Tuesday, November 20, 2007

CoolHotmail.com – Great campaign but an equally bad concept


What was MSN thinking when they launched CoolHotmail.com? To get back customers from Gmail to Hotmail by offering them a cool (freakish) e-mail address? Well, they’ve got great creatives, both online (banners/mailers/viral) and offline, to support them. They even seem to have spent a bomb to reach out to the audience with a high frequency. And they may see a whole lot of people registering for their service. However, most of these members would comprise of school and college kids. And I don’t even see any of them continuing to use the service for more than a couple of months. I can't think of anyone who would like to express their wannabe-ness as explicitly as with an ID that reads amit@hitwithchicks.com or preeti@iamsizzling.com. The service reminds me of models doing the catwalk, looking pretty in fancy-looking clothes, but with clothes that can never be worn off the ramp.

What MSN (and even Yahoo!) need, to win back their dominance on the e-mail landscape, is a complete change in product – one that can match and then further the e-mail experience that Gmail provides. Till then, the churn will continue.

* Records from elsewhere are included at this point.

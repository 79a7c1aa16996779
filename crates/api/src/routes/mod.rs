pub mod donation;
pub mod health;

use axum::http::Uri;
use axum::Router;
use donations_core::error::CoreError;

use crate::error::AppError;
use crate::state::AppState;

/// Build the `/api` route tree.
///
/// ```text
/// /donations                                       list, create
/// /donations/{id}                                  get, update, delete
/// ```
///
/// Unmatched paths under `/api` answer with the JSON 404 body, so the static
/// UI fallback never shadows them.
pub fn api_routes() -> Router<AppState> {
    Router::new()
        .nest("/donations", donation::router())
        .fallback(unknown_route)
}

async fn unknown_route(uri: Uri) -> AppError {
    AppError::Core(CoreError::not_found("Route", uri.path()))
}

Note: I know some of you would quote figures which say that Hotmail & Yahoo Mail still have a larger user base than Gmail. And these figures may be true. But MSN and Yahoo would be fooling themselves if they can’t see the writing on the wall – Gmail is kicking butt!

2 comments:

Unknown said...

Yeah, agreed... the new ads are targeted at impressionable young minds more than for the user who derives several practical benefits from his mail box. Google puts in a phenomenal amount of research to pack the killer punch into its products and it shows!

Unknown said...

Gimmick is a gimmick!! In the internet space, it cannot replace a sustainable product strategy. The idea is clear, target teens; people who would be susceptible to change their email ids, for something cool or have the time to check just 1 more. Even then I doubt they would like to let go the simplicity and functionality of a Gmail.